Историческое исследование проблемы у Лапшина позволяет, по крайней мере, поставить вопрос о той «нише», которую могло бы занять обоснование чужой одушевленности у буддистов в общей схеме теоретических позиций по данному вопросу. Лапшин выявил семь этих основных позиций, отметив в качестве «нижней границы» самой постановки проблемы заявление Декарта о том, что животные суть лишь механизмы: тем самым было заявлено сомнение в том, что наличие внешних признаков одушевленности является гарантом самой одушевленности. Сложность данной проблемы связана с тем, что, как совершенно верно отмечал предшественник Лапшина в ее исследовании Г. Верник, она никак не может быть поставлена и тем более решена как гипотеза чистого опыта, ибо никакой опыт не может обосновать «реальность чужого „я“» (Du-Wirklichkeit), поскольку допущение или недопущение его существования зависит от метафизических, а не эмпирических посылок[222]
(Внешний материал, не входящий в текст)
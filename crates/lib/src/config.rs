//! Local filesystem store configuration.
//!
//! Options arrive as a string params bag (typically the query of a store URI,
//! e.g. `local?root=/tmp/store`). Defaults come from `LSTORE_*` environment
//! variables, then from the built-in constants.

use std::collections::BTreeMap;
use std::path::PathBuf;

use serde::Serialize;

use crate::consts::{
  DEFAULT_LOG_DIR, DEFAULT_STATE_DIR, DEFAULT_STORE_DIR, ENV_LOG_DIR, ENV_STATE_DIR, ENV_STORE_DIR,
  VALID_PATHS_FILENAME,
};
use crate::store_path::StoreDir;

/// Raw store options, keyed by option name.
pub type StoreParams = BTreeMap<String, String>;

/// Name and description of a store option.
#[derive(Debug, Clone, Copy, PartialEq, Eq, Serialize)]
pub struct SettingInfo {
  pub name: &'static str,
  pub description: &'static str,
}

pub const ROOT_SETTING: SettingInfo = SettingInfo {
  name: "root",
  description: "Directory prefixed to all other paths.",
};

pub const STORE_SETTING: SettingInfo = SettingInfo {
  name: "store",
  description: "Logical location of the store directory.",
};

pub const LOG_SETTING: SettingInfo = SettingInfo {
  name: "log",
  description: "Directory where build logs are stored.",
};

pub const STATE_SETTING: SettingInfo = SettingInfo {
  name: "state",
  description: "Directory where the store keeps its state, including the path registry.",
};

pub const LOCAL_FS_SETTINGS: &[SettingInfo] = &[ROOT_SETTING, STORE_SETTING, LOG_SETTING, STATE_SETTING];

#[derive(Debug, Clone, PartialEq, Eq, Serialize)]
pub struct LocalFsStoreConfig {
  pub store_dir: StoreDir,
  /// Real directory holding the store's contents, when it differs from `store_dir`.
  pub root_dir: Option<PathBuf>,
  pub log_dir: PathBuf,
  pub state_dir: PathBuf,
}

impl LocalFsStoreConfig {
  /// Build a configuration from `params`.
  ///
  /// A non-empty `root_dir` becomes the root unless `params` already names one.
  pub fn new(root_dir: &str, params: &StoreParams) -> Self {
    let root_dir = if !root_dir.is_empty() && !params.contains_key(ROOT_SETTING.name) {
      Some(PathBuf::from(root_dir))
    } else {
      params
        .get(ROOT_SETTING.name)
        .filter(|root| !root.is_empty())
        .map(PathBuf::from)
    };

    let store_dir = params
      .get(STORE_SETTING.name)
      .cloned()
      .unwrap_or_else(|| env_or(ENV_STORE_DIR, DEFAULT_STORE_DIR));

    Self {
      store_dir: StoreDir::new(store_dir.as_str()),
      root_dir,
      log_dir: path_param(params, LOG_SETTING.name, ENV_LOG_DIR, DEFAULT_LOG_DIR),
      state_dir: path_param(params, STATE_SETTING.name, ENV_STATE_DIR, DEFAULT_STATE_DIR),
    }
  }

  pub fn from_params(params: &StoreParams) -> Self {
    Self::new("", params)
  }

  pub fn valid_paths_file(&self) -> PathBuf {
    self.state_dir.join(VALID_PATHS_FILENAME)
  }
}

impl Default for LocalFsStoreConfig {
  fn default() -> Self {
    Self::from_params(&StoreParams::new())
  }
}

fn env_or(var: &str, default: &str) -> String {
  std::env::var(var).unwrap_or_else(|_| default.to_string())
}

fn path_param(params: &StoreParams, name: &str, var: &str, default: &str) -> PathBuf {
  params
    .get(name)
    .map(PathBuf::from)
    .unwrap_or_else(|| PathBuf::from(env_or(var, default)))
}

#[cfg(test)]
mod tests {
  use super::*;
  use serial_test::serial;

  fn params(pairs: &[(&str, &str)]) -> StoreParams {
    pairs.iter().map(|(k, v)| (k.to_string(), v.to_string())).collect()
  }

  #[test]
  fn root_hint_becomes_root_when_unset() {
    let config = LocalFsStoreConfig::new("/tmp/root", &StoreParams::new());
    assert_eq!(config.root_dir, Some(PathBuf::from("/tmp/root")));
  }

  #[test]
  fn explicit_root_param_wins_over_hint() {
    let config = LocalFsStoreConfig::new("/tmp/hint", &params(&[("root", "/tmp/explicit")]));
    assert_eq!(config.root_dir, Some(PathBuf::from("/tmp/explicit")));
  }

  #[test]
  fn empty_hint_uses_params() {
    let config = LocalFsStoreConfig::new("", &params(&[("root", "/tmp/explicit")]));
    assert_eq!(config.root_dir, Some(PathBuf::from("/tmp/explicit")));

    let config = LocalFsStoreConfig::new("", &StoreParams::new());
    assert_eq!(config.root_dir, None);
  }

  #[test]
  fn empty_root_param_means_unset() {
    let config = LocalFsStoreConfig::new("/tmp/hint", &params(&[("root", "")]));
    assert_eq!(config.root_dir, None);
  }

  #[test]
  fn root_setting_description() {
    assert_eq!(ROOT_SETTING.description, "Directory prefixed to all other paths.");
    assert!(LOCAL_FS_SETTINGS.iter().any(|s| s.name == "root"));
  }

  #[test]
  #[serial]
  fn defaults_come_from_environment() {
    temp_env::with_vars(
      [
        (ENV_STORE_DIR, Some("/custom/store")),
        (ENV_LOG_DIR, Some("/custom/log")),
        (ENV_STATE_DIR, Some("/custom/state")),
      ],
      || {
        let config = LocalFsStoreConfig::default();
        assert_eq!(config.store_dir, StoreDir::new("/custom/store"));
        assert_eq!(config.log_dir, PathBuf::from("/custom/log"));
        assert_eq!(config.valid_paths_file(), PathBuf::from("/custom/state/valid-paths.json"));
      },
    );
  }

  #[test]
  #[serial]
  fn params_override_environment() {
    temp_env::with_vars([(ENV_LOG_DIR, Some("/custom/log"))], || {
      let config = LocalFsStoreConfig::from_params(&params(&[("log", "/param/log"), ("store", "/param/store")]));
      assert_eq!(config.log_dir, PathBuf::from("/param/log"));
      assert_eq!(config.store_dir, StoreDir::new("/param/store"));
    });
  }

  #[test]
  #[serial]
  fn builtin_defaults_without_environment() {
    temp_env::with_vars(
      [
        (ENV_STORE_DIR, None::<&str>),
        (ENV_LOG_DIR, None::<&str>),
        (ENV_STATE_DIR, None::<&str>),
      ],
      || {
        let config = LocalFsStoreConfig::default();
        assert_eq!(config.store_dir, StoreDir::new(DEFAULT_STORE_DIR));
        assert_eq!(config.log_dir, PathBuf::from(DEFAULT_LOG_DIR));
        assert_eq!(config.state_dir, PathBuf::from(DEFAULT_STATE_DIR));
      },
    );
  }
}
. Среди тех философов, кто впервые поставили вопрос о множественности сознаний в связь с этическими и правовыми вопросами, Лапшин выделил Фихте, подчеркнув значимость этой проблемы также для психологии, эстетики (категория «вчувствования») и социологии. Среди семи выделенных им позиций наивный реализм принимает чужую одушевленность из простых аналогий между телесными проявлениями внутренней жизни у другого индивида и у нас самих, материализм — из убежденности в том, что материя может мыслить не только в нашем случае, гилозоизм — из его основного положения о всеодушевленности. Более сложны четыре другие позиции — монистического идеализма, монадологии, скептического солипсизма (Лапшин отделяет его от «солипсизма догматического», по которому внешний мир начинает и прекращает существовать вместе с моим сознанием) и позиции кантианской[223].Нельзя не отметить «компаративистский аскетизм» Щербатского, основательно изучившего труд Лапшина. Переводчик трактата Дхармакирти ограничился, как мы видели, фактически только одним сопоставлением, притом не имеющим непосредственного отношения к теме чужой одушевленности — в связи с возможностью постановки вопроса об аналогах предустановленной гармонии у буддийских идеалистов — не сочтя нужным как- то «устроить» персонажей своего диалога буддийских философов в «сетке» представленной Лапшиным классификации западных философских позиций. При желании же можно было бы начать, вполне в его духе, с общей расстановки позиций по проблеме чужой одушевленности в европейской и индийской традициях. Например, аргументы санкхьяиков в защиту множественности духовного начала — пуруши, приводимые в «Санкхья-карике» 18, вполне соответствуют рассматриваемой проблематике. Ишваракришна, имея в виду ведантистов, отстаивавших, как известно, единичность Атмана, апеллирует к таким доводам, как неодновременность рождений и смертей индивидов, различие в их деятельности и способностях, а также несовпадения в преобладании той или иной внутренней интенции их существования в зависимости от пропорций трех гун[224]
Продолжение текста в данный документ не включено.